Retaining assets in your own name exposes them to:
Relationship property claims.
Creditor claims; and
On your death, claims under the Family Protection Act from family members who seek to challenge your will.
It is perfectly understandable to expect that assets owned prior to commencement of a 'spousal' relationship should be separate property and should not become available to one's spouse.
Nonetheless, unless steps are taken to achieve that, pre-relationship assets will invariably become relationship property and will be divided between both parties equitably at the end of the relationship.
While this result can, and often is, overcome by contracting out of the Property (Relationships) Act 1976 (PRA), more commonly, (and I suggest, more reliably), pre-relationship assets can be protected by settling them on a trust prior to commencement of the relationship.
Trusts established either during a relationship or in contemplation of it are a different story. Attacks on them have greater foundation but this does not mean trusts are not always effective.
Attacks on them are difficult. The various bases for attacking trusts that have been established either during a relationship or in contemplation of it are discussed below.
Intentions to bequeath your assets are of course prescribed in your will.
But those intentions will be overturned by a successful claim under the Family Protection Act.
It may surprise you that potential claimants under that Act are not limited to your children but also include your spouse or civil union partner, a de-facto spouse, children of a de-facto relationship, grandchildren, stepchildren and in some instances your parents.
Invariably, you will intend that one or more of these categories of potential claimants does not participate in your assets on your death.
Where you retain assets in your own name (noting that the Family Protection Act does not extend to assets held in a trust), you become exposed to that result.
Personal Ownership Contrasted with Trust Ownership
In contrast to the discussion above, trust ownership of assets will:
As against relationship property claims, protect the assets except to the extent the person has a beneficial interest in the assets, the person's control over the trust itself constitutes relationship property for purposes of the PRA, the trust is in some way invalid (fails intention or is a sham) or a claim under either section 182 of Family Proceedings Act or section 44C of the PRA is successful.
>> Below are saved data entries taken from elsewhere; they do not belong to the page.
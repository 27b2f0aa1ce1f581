#[cfg(test)]
mod tests {
    use crate::common::database;
    use convicare::error::{AuthError, Error};
    use convicare::model::{NewUser, Role, UserUpdate};
    use convicare::repository::Repository;

    fn new_user(email: &str, role: Role) -> NewUser {
        NewUser {
            name: "Dra. Ruiz".to_string(),
            email: email.to_string(),
            password_hash: "$2b$04$hash".to_string(),
            role,
        }
    }

    #[tokio::test]
    async fn unique_email_index_maps_to_duplicate_email() {
        let Some(db) = database().await else { return };
        let repository = &db.repository;

        repository
            .insert_user(&new_user("ruiz@clinic.co", Role::Medico))
            .await
            .unwrap();

        let err = repository
            .insert_user(&new_user("ruiz@clinic.co", Role::Admin))
            .await
            .unwrap_err();

        assert!(matches!(
            err,
            Error::Auth(AuthError::DuplicateEmail { ref email }) if email == "ruiz@clinic.co"
        ));
        assert_eq!(repository.list_users().await.unwrap().len(), 1);
    }

    #[tokio::test]
    async fn roles_are_stored_as_text() {
        let Some(db) = database().await else { return };
        let repository = &db.repository;

        let nurse = Role::Other("enfermero".to_string());
        let id = repository
            .insert_user(&new_user("ana@clinic.co", nurse.clone()))
            .await
            .unwrap();

        let user = repository
            .find_user_by_email("ana@clinic.co")
            .await
            .unwrap()
            .unwrap();
        assert_eq!(user.id, id);
        assert_eq!(user.role, nurse);
        assert_eq!(user.password_hash, "$2b$04$hash");
    }

    #[tokio::test]
    async fn update_and_delete_report_missing_rows() {
        let Some(db) = database().await else { return };
        let repository = &db.repository;

        let ruiz = repository
            .insert_user(&new_user("ruiz@clinic.co", Role::Medico))
            .await
            .unwrap();
        let ana = repository
            .insert_user(&new_user("ana@clinic.co", Role::Medico))
            .await
            .unwrap();

        let update = UserUpdate {
            name: "Ana Maria".to_string(),
            email: "ruiz@clinic.co".to_string(),
            role: Role::Admin,
        };
        assert!(!repository.update_user(999, &update).await.unwrap());

        let err = repository.update_user(ana, &update).await.unwrap_err();
        assert!(matches!(err, Error::Auth(AuthError::DuplicateEmail { .. })));

        let update = UserUpdate {
            email: "ana.maria@clinic.co".to_string(),
            ..update
        };
        assert!(repository.update_user(ana, &update).await.unwrap());
        let user = repository.find_user(ana).await.unwrap().unwrap();
        assert_eq!(user.name, "Ana Maria");
        assert_eq!(user.role, Role::Admin);

        assert!(repository.delete_user(ruiz).await.unwrap());
        assert!(!repository.delete_user(ruiz).await.unwrap());
        assert!(repository.find_user(ruiz).await.unwrap().is_none());
    }
}
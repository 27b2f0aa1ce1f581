use crate::error::{AuthError, Error};
use crate::log::AUTHENTICATION;
use crate::web::error::user_message;
use crate::web::extract::{Authenticated, CurrentUser};
use crate::web::forms::{self, FormData};
use crate::web::AppState;
use axum::extract::State;
use axum::http::{header, HeaderMap};
use axum::response::{Html, IntoResponse, Redirect, Response};
use tracing::debug;

pub async fn index(
    State(state): State<AppState>,
    CurrentUser(identity): CurrentUser,
) -> Result<Html<String>, Error> {
    state.views.index(identity.as_ref())
}

pub async fn health() -> &'static str {
    "ok"
}

pub async fn register_page(State(state): State<AppState>) -> Result<Html<String>, Error> {
    state.views.register(None)
}

pub async fn register(State(state): State<AppState>, form: FormData) -> Result<Html<String>, Error> {
    let result = match forms::registration(&form) {
        Ok(registration) => state.credentials.register_public(&registration).await,
        Err(err) => Err(err.into()),
    };

    match result {
        Ok(_) => state.views.registration_success(),
        Err(err) if err.is_expected() => state.views.register(Some(&user_message(&err))),
        Err(err) => Err(err),
    }
}

pub async fn login_page(State(state): State<AppState>) -> Result<Html<String>, Error> {
    state.views.login(None)
}

pub async fn login(State(state): State<AppState>, form: FormData) -> Result<Response, Error> {
    let (email, password) = forms::login(&form);

    match state.credentials.authenticate(&email, &password).await {
        Ok(identity) => {
            let token = state.sessions.create(identity);
            let cookie = state.sessions.set_cookie(&token);
            Ok(([(header::SET_COOKIE, cookie)], Redirect::to("/dashboard")).into_response())
        }
        Err(err @ Error::Auth(AuthError::UnknownUser | AuthError::WrongPassword)) => {
            Ok(state.views.login(Some(&user_message(&err)))?.into_response())
        }
        Err(err) => Err(err),
    }
}

pub async fn logout(State(state): State<AppState>, headers: HeaderMap) -> Response {
    if let Some(token) = state.sessions.token_from_headers(&headers) {
        state.sessions.destroy(&token);
    }
    debug!(target: AUTHENTICATION, msg = "Logged out");

    (
        [(header::SET_COOKIE, state.sessions.clear_cookie())],
        Redirect::to("/"),
    )
        .into_response()
}

pub async fn dashboard(
    State(state): State<AppState>,
    Authenticated(identity): Authenticated,
) -> Result<Html<String>, Error> {
    state.views.dashboard(&identity)
}
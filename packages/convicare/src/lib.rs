pub mod auth;
pub mod cli;
pub mod config;
pub mod connect;
pub mod error;
pub mod lifecycle;
pub mod log;
pub mod model;
pub mod prometheus;
pub mod report;
pub mod repository;
pub mod web;

pub use crate::cli::Args;
pub use crate::cli::Migrate;
pub use crate::config::{AppConfig, DatabaseConfig, ServerConfig, SessionConfig};
pub use crate::log::init;
pub use crate::web::{router, AppState};

pub const VERSION: &str = env!("CARGO_PKG_VERSION");

#[cfg(test)]
pub mod test_helpers;
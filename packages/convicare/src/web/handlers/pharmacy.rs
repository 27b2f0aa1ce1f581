use crate::error::Error;
use crate::web::extract::Authenticated;
use crate::web::AppState;
use axum::extract::{Path, State};
use axum::response::Html;

pub async fn list(
    State(state): State<AppState>,
    Authenticated(identity): Authenticated,
) -> Result<Html<String>, Error> {
    let orders = state.reports.list_pharmacy_orders().await?;
    state.views.pharmacy_list(&identity, &orders)
}

pub async fn detail(
    State(state): State<AppState>,
    Authenticated(identity): Authenticated,
    Path(id): Path<i64>,
) -> Result<Html<String>, Error> {
    let order = state
        .repository
        .find_pharmacy_order(id)
        .await?
        .ok_or(Error::NotFound {
            entity: "Pharmacy order",
            id,
        })?;
    state.views.pharmacy_detail(&identity, &order)
}
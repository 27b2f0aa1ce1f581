#![allow(dead_code)]

use axum::body::{to_bytes, Body};
use axum::http::{header, Request, Response};
use axum::Router;
use convicare::auth::{CredentialStore, Registration, SessionStore};
use convicare::config::SessionConfig;
use convicare::model::Role;
use convicare::repository::MemoryRepository;
use convicare::{router, AppState};
use std::sync::Arc;
use tower::ServiceExt;

pub const SECRET: &str = "test-session-secret-0123456789";
pub const PASSWORD: &str = "s3cret";

// Lowest cost bcrypt accepts
const TEST_COST: u32 = 4;

pub struct TestApp {
    pub repository: Arc<MemoryRepository>,
    pub state: AppState,
    pub router: Router,
}

impl TestApp {
    pub fn new() -> Self {
        let repository = Arc::new(MemoryRepository::new());
        let sessions = SessionStore::new(&SessionConfig::with_secret(SECRET));
        let credentials = CredentialStore::with_cost(repository.clone(), TEST_COST);
        let state =
            AppState::with_credentials(repository.clone(), sessions, credentials).unwrap();

        TestApp {
            repository,
            router: router(state.clone()),
            state,
        }
    }

    pub async fn user(&self, name: &str, email: &str, role: Role) -> i64 {
        self.state
            .credentials
            .register(&Registration {
                name: name.to_string(),
                email: email.to_string(),
                password: PASSWORD.to_string(),
                role,
            })
            .await
            .unwrap()
    }

    /// Registers a user and returns a `Cookie` header value for their session
    pub async fn login_as(&self, name: &str, email: &str, role: Role) -> String {
        self.user(name, email, role).await;

        let response = self
            .send(post(
                "/login",
                None,
                &format!("email={email}&password={PASSWORD}"),
            ))
            .await;

        let set_cookie = response.headers()[header::SET_COOKIE].to_str().unwrap();
        set_cookie.split(';').next().unwrap().to_string()
    }

    pub async fn send(&self, request: Request<Body>) -> Response<Body> {
        self.router.clone().oneshot(request).await.unwrap()
    }
}

pub fn get(path: &str, cookie: Option<&str>) -> Request<Body> {
    let mut builder = Request::get(path);
    if let Some(cookie) = cookie {
        builder = builder.header(header::COOKIE, cookie);
    }
    builder.body(Body::empty()).unwrap()
}

pub fn post(path: &str, cookie: Option<&str>, form: &str) -> Request<Body> {
    let mut builder = Request::post(path).header(
        header::CONTENT_TYPE,
        "application/x-www-form-urlencoded",
    );
    if let Some(cookie) = cookie {
        builder = builder.header(header::COOKIE, cookie);
    }
    builder.body(Body::from(form.to_string())).unwrap()
}

pub async fn body_string(response: Response<Body>) -> String {
    let bytes = to_bytes(response.into_body(), usize::MAX).await.unwrap();
    String::from_utf8(bytes.to_vec()).unwrap()
}

pub fn location(response: &Response<Body>) -> &str {
    response.headers()[header::LOCATION].to_str().unwrap()
}
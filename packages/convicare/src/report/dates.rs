use chrono::{Datelike, NaiveDate, Weekday};

const MONTHS: [&str; 12] = [
    "enero",
    "febrero",
    "marzo",
    "abril",
    "mayo",
    "junio",
    "julio",
    "agosto",
    "septiembre",
    "octubre",
    "noviembre",
    "diciembre",
];

fn weekday(day: Weekday) -> &'static str {
    match day {
        Weekday::Mon => "lunes",
        Weekday::Tue => "martes",
        Weekday::Wed => "miércoles",
        Weekday::Thu => "jueves",
        Weekday::Fri => "viernes",
        Weekday::Sat => "sábado",
        Weekday::Sun => "domingo",
    }
}

/// `5 de marzo de 2025`
pub fn long_date(date: NaiveDate) -> String {
    format!(
        "{} de {} de {}",
        date.day(),
        MONTHS[date.month0() as usize],
        date.year()
    )
}

/// `miércoles, 5 de marzo de 2025`
pub fn long_date_with_weekday(date: NaiveDate) -> String {
    format!("{}, {}", weekday(date.weekday()), long_date(date))
}

#[cfg(test)]
mod tests {
    use super::*;

    #[test]
    fn dates_are_spelled_in_spanish() {
        let date = NaiveDate::from_ymd_opt(2025, 3, 5).unwrap();
        assert_eq!(long_date(date), "5 de marzo de 2025");
        assert_eq!(long_date_with_weekday(date), "miércoles, 5 de marzo de 2025");

        let date = NaiveDate::from_ymd_opt(2024, 12, 1).unwrap();
        assert_eq!(long_date_with_weekday(date), "domingo, 1 de diciembre de 2024");
    }
}
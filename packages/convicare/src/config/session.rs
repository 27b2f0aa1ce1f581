use serde::Deserialize;
use std::time::Duration;

pub const MIN_SECRET_LEN: usize = 16;

#[derive(Clone, Debug, Deserialize)]
pub struct SessionConfig {
    /// Signs session cookies
    pub secret: String,

    #[serde(default = "SessionConfig::default_cookie_name")]
    pub cookie_name: String,

    /// Seconds
    #[serde(default = "SessionConfig::default_ttl")]
    pub ttl: u64,

    /// Only send the cookie over HTTPS
    #[serde(default)]
    pub secure: bool,
}

impl SessionConfig {
    pub fn with_secret(secret: &str) -> Self {
        SessionConfig {
            secret: secret.to_string(),
            cookie_name: SessionConfig::default_cookie_name(),
            ttl: SessionConfig::default_ttl(),
            secure: false,
        }
    }

    pub fn default_cookie_name() -> String {
        "convicare_session".to_string()
    }

    // 8 hours, one shift
    pub const fn default_ttl() -> u64 {
        60 * 60 * 8
    }

    pub fn ttl(&self) -> Duration {
        Duration::from_secs(self.ttl)
    }
}
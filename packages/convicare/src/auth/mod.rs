mod access;
mod credentials;
mod session;

pub use access::{authorize, require_role, require_session, Access};
pub use credentials::{CredentialStore, Registration, DEFAULT_COST};
pub use session::SessionStore;
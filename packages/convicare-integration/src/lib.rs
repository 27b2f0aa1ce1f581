mod common;
mod users;
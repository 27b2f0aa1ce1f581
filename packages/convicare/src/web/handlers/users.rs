use crate::error::Error;
use crate::log::AUTHENTICATION;
use crate::web::error::user_message;
use crate::web::extract::AdminUser;
use crate::web::forms::{self, FormData};
use crate::web::AppState;
use axum::extract::{Path, State};
use axum::response::{Html, IntoResponse, Redirect, Response};
use tracing::info;

pub async fn list(
    State(state): State<AppState>,
    AdminUser(identity): AdminUser,
) -> Result<Html<String>, Error> {
    let users = state.reports.list_users().await?;
    state.views.users(&identity, &users)
}

pub async fn new_page(
    State(state): State<AppState>,
    AdminUser(identity): AdminUser,
) -> Result<Html<String>, Error> {
    state.views.new_user(&identity, None)
}

pub async fn create(
    State(state): State<AppState>,
    AdminUser(identity): AdminUser,
    form: FormData,
) -> Result<Response, Error> {
    let result = match forms::registration(&form) {
        Ok(registration) => state.credentials.register(&registration).await,
        Err(err) => Err(err.into()),
    };

    match result {
        Ok(_) => Ok(Redirect::to("/usuarios/usuario_registrado_exitosamente").into_response()),
        Err(err) if err.is_expected() => {
            Ok(state
                .views
                .new_user(&identity, Some(&user_message(&err)))?
                .into_response())
        }
        Err(err) => Err(err),
    }
}

pub async fn created_page(
    State(state): State<AppState>,
    AdminUser(identity): AdminUser,
) -> Result<Html<String>, Error> {
    state.views.user_created(&identity)
}

pub async fn edit_page(
    State(state): State<AppState>,
    AdminUser(identity): AdminUser,
    Path(id): Path<i64>,
) -> Result<Html<String>, Error> {
    let user = state
        .repository
        .find_user(id)
        .await?
        .ok_or(Error::NotFound { entity: "User", id })?;
    state.views.edit_user(&identity, &user, None)
}

pub async fn update(
    State(state): State<AppState>,
    AdminUser(identity): AdminUser,
    Path(id): Path<i64>,
    form: FormData,
) -> Result<Response, Error> {
    let result = match forms::user_update(&form) {
        Ok(update) => state.repository.update_user(id, &update).await,
        Err(err) => Err(err.into()),
    };

    match result {
        Ok(true) => {
            info!(target: AUTHENTICATION, msg = "User updated", id, by = identity.id);
            Ok(Redirect::to("/usuarios/edicion_exitosa").into_response())
        }
        Ok(false) => Err(Error::NotFound { entity: "User", id }),
        Err(err) if err.is_expected() => {
            let user = state
                .repository
                .find_user(id)
                .await?
                .ok_or(Error::NotFound { entity: "User", id })?;
            Ok(state
                .views
                .edit_user(&identity, &user, Some(&user_message(&err)))?
                .into_response())
        }
        Err(err) => Err(err),
    }
}

pub async fn updated_page(
    State(state): State<AppState>,
    AdminUser(identity): AdminUser,
) -> Result<Html<String>, Error> {
    state.views.user_updated(&identity)
}

pub async fn delete(
    State(state): State<AppState>,
    AdminUser(identity): AdminUser,
    Path(id): Path<i64>,
) -> Result<Redirect, Error> {
    if state.repository.delete_user(id).await? {
        info!(target: AUTHENTICATION, msg = "User deleted", id, by = identity.id);
    }
    Ok(Redirect::to("/usuarios"))
}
As against creditor claims, protect the assets except to the extent the person has a beneficial interest in the assets, the person's control over the trust itself constitutes relationship property for purposes of the PRA, the trust is invalid, or it is established that a settlement has been made on the trust with the intent to default the interests of creditors; and
Defeat a claim made under the Family Protection Act, again subject to the trust being valid.
Suitability of Trusts for Succession Planning
Readers will be well versed with the flexibility that trusts offer in providing for multiple beneficiaries.
Trusts remain suitable in this respect notwithstanding anything contained in the Trusts Act 2019, and notably will defeat claims brought under the Family Protection Act.
Perhaps one gloss on this is the disclosure obligations to beneficiaries.
Those obligations favour a narrow class of beneficiaries - unlike before - which in turn limits, to some degree, the flexibility around trusts.
This can to some extent be overcome by appointing or removing beneficiaries from time to time but there are limits to the extent it is appropriate to do so.